Intellectual capital maintains and advances modern societies. Though understudied, intellectually precocious individuals possess the highest potential for advancing society, through innovation, and solving humanity’s urgent problems (e.g., climate change, cybersecurity, disease). We will study how their potential unfolds and is realized. We will address: How well does exceptional intellectual talent, our country’s intellectual capital, identified at age 12 predict and lead to outstanding accomplishments and creativity by age 50 and beyond—the years of maximum professional generativity? How is such early potential fulfilled and realized for societal good? What are the chief facilitators of and barriers to accomplishment, eminence, and the varied contributions to society?

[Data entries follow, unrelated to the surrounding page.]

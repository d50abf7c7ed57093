//! Serial-triggered inspection station and dataset collector.
//!
//! The belt firmware stops each product under the camera and sends `0`. One
//! synchronous capture → infer → decide cycle follows. Under the stop policy a
//! defect keeps the belt halted and the product is re-inspected until it has
//! been taken off.

use std::{
    sync::{Arc, atomic::AtomicBool},
    time::Duration,
};

use conveyor_io::{ActuatorError, ControllerEvent, ConveyorCommand, ConveyorLink, RejectActuator};
use detector::Detect;
use tracing::{debug, info, warn};
use video_ingest::{FrameSource, Roi};

use crate::{
    capture::capture_frame,
    conveyor::ConveyorState,
    dispatcher::infer,
    flags::RunFlags,
    inspector::{CycleReport, CycleStats, Inspector},
    persistence::CycleRecorder,
};

/// Synchronous station driven by controller triggers.
pub struct Station<'a, L, A> {
    detector: &'a dyn Detect,
    source: &'a mut dyn FrameSource,
    inspector: Inspector<L, A>,
    crop: Option<Roi>,
    removal_retry_delay: Duration,
    next_sequence: u64,
}

impl<'a, L: ConveyorLink, A: RejectActuator> Station<'a, L, A> {
    pub fn new(
        detector: &'a dyn Detect,
        source: &'a mut dyn FrameSource,
        inspector: Inspector<L, A>,
    ) -> Self {
        Self {
            detector,
            source,
            inspector,
            crop: None,
            removal_retry_delay: Duration::from_secs(1),
            next_sequence: 0,
        }
    }

    pub fn with_crop(mut self, crop: Option<Roi>) -> Self {
        self.crop = crop;
        self
    }

    pub fn with_removal_retry_delay(mut self, delay: Duration) -> Self {
        self.removal_retry_delay = delay;
        self
    }

    /// Serve triggers until shutdown, then leave the belt stopped.
    pub fn run(mut self, shutdown: Arc<AtomicBool>) -> Result<CycleStats, ActuatorError> {
        let flags = RunFlags::new(shutdown);
        let served = self.serve(&flags);
        let stats = self.inspector.stats();
        let cleanup = self.inspector.into_controller().shutdown();
        info!(
            cycles = stats.cycles,
            defective = stats.defective,
            "Inspection station stopped"
        );
        served.and(cleanup).map(|()| stats)
    }

    fn serve(&mut self, flags: &RunFlags) -> Result<(), ActuatorError> {
        self.inspector.controller_mut().engage()?;
        info!("Waiting for products");
        while flags.is_active() {
            match self.inspector.controller_mut().link_mut().poll_event()? {
                Some(ControllerEvent::ProductReady) => self.inspect_product(flags)?,
                Some(ControllerEvent::Other(byte)) => {
                    debug!("Ignoring controller byte {byte:#04x}");
                }
                None => {}
            }
        }
        Ok(())
    }

    /// One triggered product, including the wait for removal after a stop.
    fn inspect_product(&mut self, flags: &RunFlags) -> Result<(), ActuatorError> {
        info!("Product in position");
        match self.cycle()? {
            Some(report) => debug!(
                sequence = report.sequence,
                state_changed = report.transition.changed_state(),
                "cycle finished"
            ),
            None => {
                // Nothing decided; let the product pass instead of blocking the line.
                self.resume()?;
                return Ok(());
            }
        }

        if self.inspector.controller().state() == ConveyorState::Running {
            return Ok(());
        }

        info!("Waiting for the defective product to be removed");
        while flags.is_active() && self.inspector.controller().state() != ConveyorState::Running {
            if !flags.pause(self.removal_retry_delay) {
                break;
            }
            self.cycle()?;
        }
        Ok(())
    }

    /// Capture, infer and decide once. `None` when the tick was skipped.
    fn cycle(&mut self) -> Result<Option<CycleReport>, ActuatorError> {
        let frame = match capture_frame(&mut *self.source, self.crop) {
            Ok(frame) => frame,
            Err(err) => {
                warn!("Capture failed: {err}");
                return Ok(None);
            }
        };

        let sequence = self.next_sequence;
        self.next_sequence += 1;
        let result = match tracing::info_span!("dispatch", sequence)
            .in_scope(|| infer(self.detector, sequence, frame))
        {
            Ok(result) => result,
            Err(err) => {
                warn!(sequence, kind = err.kind().label(), "Skipping inspection: {err}");
                return Ok(None);
            }
        };

        self.inspector.handle(&result).map(Some)
    }

    fn resume(&mut self) -> Result<(), ActuatorError> {
        if self.inspector.controller().state() == ConveyorState::Running {
            self.inspector
                .controller_mut()
                .link_mut()
                .send(ConveyorCommand::Start)?;
        }
        Ok(())
    }
}

/// Save one cropped image per trigger for building a training set.
pub fn run_collector(
    link: &mut dyn ConveyorLink,
    source: &mut dyn FrameSource,
    crop: Option<Roi>,
    recorder: &CycleRecorder,
    shutdown: Arc<AtomicBool>,
) -> Result<u64, ActuatorError> {
    let flags = RunFlags::new(shutdown);
    let mut saved: u64 = 0;
    info!("Collecting into {}", recorder.dir().display());
    while flags.is_active() {
        let Some(event) = link.poll_event()? else {
            continue;
        };
        if event != ControllerEvent::ProductReady {
            continue;
        }
        match capture_frame(&mut *source, crop) {
            Ok(frame) => match recorder.save_frame(&frame) {
                Ok(path) => {
                    saved += 1;
                    info!("Image saved to {}", path.display());
                }
                Err(err) => warn!("Failed to save image: {err}"),
            },
            Err(err) => warn!("Capture failed: {err}"),
        }
        link.send(ConveyorCommand::Start)?;
    }
    Ok(saved)
}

The development of STEM talent will be given particular attention. In addition, gender similarities and differences in how meaningful and productive lives are accomplished will be examined.
SMPY’s “big data” repository comprises 5 cohorts of intellectually gifted individuals (over 5,000) assessed at multiple time points (from age 12 into their 50s). Our comprehensive database will be analyzed, supplemented with publicly available information on participants, prepared for the age 65 survey, and designed for contemporary and future scientists to mine.
Anticipated project impact includes: 1. articles published in high impact scientific journals and promoted via mainstream and social media; 2. new future scientists launched for advancing knowledge on and promoting exceptional intellectual talent; 3. a 50-year capstone review of SMPY’s major findings—specifying principles for optimization and societal utilization of genius-level talent; 4. scientific understanding of how positive psychological states (e.g., self-actualization, flow, peak experiences) come into being and are sustained; 5. influence how to nourish intellectual talent for its fruition; and 6. evidence for framing public policy.